> [TASK OBJECTIVE] Across these entries, how many lines contain the word "while"? Answer with only the number.

> [SOURCE INFORMATION]
══════════
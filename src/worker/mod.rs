use std::io;
use std::sync::Arc;
use std::thread::{self, JoinHandle};
use std::time::Instant;

use crossbeam_channel::{Receiver, Sender, TrySendError};
use serde_json::json;

use crate::integration::{elapsed_ms, Integration, IntegrationRegistry};
use crate::logging::{LogLevel, Logger};
use crate::wire::envelope::{scheme_of, AsyncMessageRequest, AsyncMessageResponse};

const LOG_CONTEXT: &str = "worker";

#[derive(Debug)]
pub struct WorkerJob {
    pub client_id: u64,
    pub request: AsyncMessageRequest,
}

#[derive(Debug)]
pub enum BackendEvent {
    Reply {
        worker: String,
        client_id: u64,
        response: AsyncMessageResponse,
    },
    Stopped {
        worker: String,
    },
}

// Broker-side end of a worker: its job channel and thread.
pub struct WorkerHandle {
    identity: String,
    jobs: Sender<WorkerJob>,
    thread: JoinHandle<()>,
}

impl WorkerHandle {
    pub fn identity(&self) -> &str {
        &self.identity
    }

    // Hands the job back when the worker has already gone away.
    pub fn dispatch(&self, job: WorkerJob) -> Result<(), WorkerJob> {
        match self.jobs.try_send(job) {
            Ok(()) => Ok(()),
            Err(TrySendError::Disconnected(job)) | Err(TrySendError::Full(job)) => Err(job),
        }
    }

    pub fn is_finished(&self) -> bool {
        self.thread.is_finished()
    }

    // Closes the job channel; the worker finishes what is queued and exits.
    pub fn retire(self) -> JoinHandle<()> {
        drop(self.jobs);
        self.thread
    }
}

pub struct Worker {
    identity: String,
    registry: Arc<IntegrationRegistry>,
    integration: Option<Box<dyn Integration>>,
    logger: Logger,
}

impl Worker {
    pub fn new(
        identity: impl Into<String>,
        registry: Arc<IntegrationRegistry>,
        logger: Logger,
    ) -> Self {
        Self {
            identity: identity.into(),
            registry,
            integration: None,
            logger,
        }
    }

    pub fn identity(&self) -> &str {
        &self.identity
    }

    pub fn has_integration(&self) -> bool {
        self.integration.is_some()
    }

    pub fn is_usable(&self) -> bool {
        self.integration
            .as_ref()
            .map_or(true, |integration| integration.is_usable())
    }

    pub fn handle(&mut self, request: &AsyncMessageRequest) -> AsyncMessageResponse {
        let started_at = Instant::now();
        let received = request.worker.as_deref().unwrap_or("");

        if received != self.identity {
            return self.reject(
                request,
                format!("got {received}, expected {}", self.identity),
                started_at,
            );
        }

        let Some(url) = request.context.url() else {
            let missing = "no url found in request context".to_owned();
            return self.reject(request, missing, started_at);
        };
        let scheme = scheme_of(url);
        if !self.registry.supports(scheme) {
            return self.reject(
                request,
                format!("integration for {scheme}:// is not implemented"),
                started_at,
            );
        }

        if self.integration.is_none() {
            self.integration = self.registry.create(scheme, &self.identity);
            self.logger.log(
                LogLevel::Debug,
                LOG_CONTEXT,
                "Integration created",
                Some(json!({"worker": self.identity, "scheme": scheme})),
            );
        }

        match self.integration.as_mut() {
            Some(integration) => integration.handle(request),
            None => self.reject(
                request,
                format!("integration for {scheme}:// is not implemented"),
                started_at,
            ),
        }
    }

    pub fn close(&mut self) {
        if let Some(mut integration) = self.integration.take() {
            integration.close();
        }
    }

    pub fn spawn(self, backend: Sender<BackendEvent>) -> io::Result<WorkerHandle> {
        let identity = self.identity.clone();
        let (jobs, inbox) = crossbeam_channel::unbounded();
        let thread = thread::Builder::new()
            .name(format!("worker-{identity}"))
            .spawn(move || run(self, inbox, backend))?;

        Ok(WorkerHandle {
            identity,
            jobs,
            thread,
        })
    }

    fn reject(
        &self,
        request: &AsyncMessageRequest,
        message: String,
        started_at: Instant,
    ) -> AsyncMessageResponse {
        AsyncMessageResponse::failure(self.identity.as_str(), message)
            .for_request(&request.request_id)
            .with_response_time(elapsed_ms(started_at))
    }
}

fn run(mut worker: Worker, inbox: Receiver<WorkerJob>, backend: Sender<BackendEvent>) {
    worker.logger.log(
        LogLevel::Debug,
        LOG_CONTEXT,
        "Worker started",
        Some(json!({"worker": worker.identity})),
    );

    while let Ok(job) = inbox.recv() {
        worker.logger.log(
            LogLevel::Verbose,
            LOG_CONTEXT,
            "Handling request",
            Some(json!({
                "worker": worker.identity,
                "action": job.request.action,
                "request_id": job.request.request_id
            })),
        );

        let response = worker.handle(&job.request);
        let sent = backend.send(BackendEvent::Reply {
            worker: worker.identity.clone(),
            client_id: job.client_id,
            response,
        });
        if sent.is_err() {
            break;
        }

        if !worker.is_usable() {
            worker.logger.log(
                LogLevel::Warn,
                LOG_CONTEXT,
                "Backend connection is no longer usable, stopping worker",
                Some(json!({"worker": worker.identity})),
            );
            let _ = backend.send(BackendEvent::Stopped {
                worker: worker.identity.clone(),
            });

            // Answer whatever is still queued until the broker drops its end.
            while let Ok(job) = inbox.recv() {
                let response = AsyncMessageResponse::failure(
                    worker.identity.as_str(),
                    format!("worker {} has stopped", worker.identity),
                )
                .for_request(&job.request.request_id);
                if backend
                    .send(BackendEvent::Reply {
                        worker: worker.identity.clone(),
                        client_id: job.client_id,
                        response,
                    })
                    .is_err()
                {
                    break;
                }
            }
            break;
        }
    }

    worker.close();
    worker.logger.log(
        LogLevel::Debug,
        LOG_CONTEXT,
        "Worker stopped",
        Some(json!({"worker": worker.identity})),
    );
}

#[cfg(test)]
mod tests {
    use std::sync::Arc;
    use std::time::Duration;

    use super::{BackendEvent, Worker, WorkerJob};
    use crate::integration::driver::{BackendDrivers, MemoryBackend};
    use crate::integration::IntegrationRegistry;
    use crate::logging::tests::memory_logger;
    use crate::logging::{LogLevel, Logger};
    use crate::wire::envelope::{AsyncMessageContext, AsyncMessageRequest, AsyncMessageResponse};

    const URL: &str = "mq://localhost/?QueueManager=QM1&Channel=CH";

    fn worker(backend: &MemoryBackend) -> Worker {
        let registry = IntegrationRegistry::with_drivers(&BackendDrivers::memory(backend.clone()));
        Worker::new("w-1", Arc::new(registry), Logger::silent())
    }

    fn request(action: &str, url: &str) -> AsyncMessageRequest {
        AsyncMessageRequest::new(
            action,
            AsyncMessageContext::new()
                .with("url", url)
                .with("endpoint", "queue:IN"),
        )
        .with_worker("w-1")
    }

    fn reply(event: BackendEvent) -> AsyncMessageResponse {
        match event {
            BackendEvent::Reply { response, .. } => response,
            BackendEvent::Stopped { worker } => panic!("unexpected stop of {worker}"),
        }
    }

    #[test]
    fn rejects_request_for_another_identity_without_backend_call() {
        let backend = MemoryBackend::new();
        let mut worker = worker(&backend);

        let response = worker.handle(&request("CONN", URL).with_worker("w-2"));

        assert!(!response.success);
        assert_eq!(response.worker, "w-1");
        assert_eq!(response.message.as_deref(), Some("got w-2, expected w-1"));
        assert!(!worker.has_integration());
        assert_eq!(backend.connections_opened(), 0);
    }

    #[test]
    fn missing_worker_field_renders_empty() {
        let backend = MemoryBackend::new();
        let mut worker = worker(&backend);
        let mut unpinned = request("CONN", URL);
        unpinned.worker = None;

        let response = worker.handle(&unpinned);

        assert_eq!(response.message.as_deref(), Some("got , expected w-1"));
    }

    #[test]
    fn unknown_scheme_is_not_implemented() {
        let backend = MemoryBackend::new();
        let mut worker = worker(&backend);

        let response = worker.handle(&request("CONN", "amqp://broker/"));

        assert!(!response.success);
        assert_eq!(
            response.message.as_deref(),
            Some("integration for amqp:// is not implemented")
        );
        assert!(!worker.has_integration());
    }

    #[test]
    fn missing_url_is_reported() {
        let backend = MemoryBackend::new();
        let mut worker = worker(&backend);
        let request =
            AsyncMessageRequest::new("CONN", AsyncMessageContext::new()).with_worker("w-1");

        let response = worker.handle(&request);

        assert_eq!(
            response.message.as_deref(),
            Some("no url found in request context")
        );
    }

    #[test]
    fn integration_is_created_once_and_reused() {
        let backend = MemoryBackend::new();
        let mut worker = worker(&backend);

        let first = worker.handle(&request("CONN", URL));
        let second = worker.handle(&request("CONN", URL));

        assert_eq!(first.message.as_deref(), Some("connected"));
        assert_eq!(second.message.as_deref(), Some("re-used connection"));
        assert_eq!(backend.connections_opened(), 1);
    }

    #[test]
    fn logs_lazy_integration_creation() {
        let backend = MemoryBackend::new();
        let registry = IntegrationRegistry::with_drivers(&BackendDrivers::memory(backend));
        let (logger, sink) = memory_logger(LogLevel::Debug);
        let mut worker = Worker::new("w-1", Arc::new(registry), logger);

        worker.handle(&request("CONN", URL));
        worker.handle(&request("CONN", URL));

        let created: Vec<String> = sink
            .snapshot()
            .into_iter()
            .filter(|line| line.contains("[worker] Integration created"))
            .collect();
        assert_eq!(created.len(), 1);
        assert!(created[0].contains(r#""scheme":"mq""#));
    }

    #[test]
    fn spawned_worker_answers_in_order_and_stops_on_broken_backend() {
        let backend = MemoryBackend::new();
        let (events_tx, events) = crossbeam_channel::unbounded();
        let handle = worker(&backend).spawn(events_tx).expect("worker should spawn");
        let timeout = Duration::from_secs(5);

        handle
            .dispatch(WorkerJob {
                client_id: 7,
                request: request("CONN", URL),
            })
            .expect("dispatch CONN");
        let connected = reply(events.recv_timeout(timeout).expect("CONN reply"));
        assert!(connected.success);
        assert_eq!(connected.worker, "w-1");

        backend.sever();
        for _ in 0..2 {
            handle
                .dispatch(WorkerJob {
                    client_id: 7,
                    request: request("PUT", URL).with_payload("x"),
                })
                .expect("dispatch PUT");
        }

        let broken = reply(events.recv_timeout(timeout).expect("PUT reply"));
        assert!(!broken.success);
        assert_eq!(broken.message.as_deref(), Some("connection to QM1 is broken"));

        match events.recv_timeout(timeout).expect("stop event") {
            BackendEvent::Stopped { worker } => assert_eq!(worker, "w-1"),
            BackendEvent::Reply { response, .. } => panic!("unexpected reply {response:?}"),
        }

        let queued = reply(events.recv_timeout(timeout).expect("queued reply"));
        assert_eq!(queued.message.as_deref(), Some("worker w-1 has stopped"));

        handle
            .retire()
            .join()
            .expect("worker thread should finish");
    }
}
══════════
> [SOLUTION FOR THIS PROBLEM] 2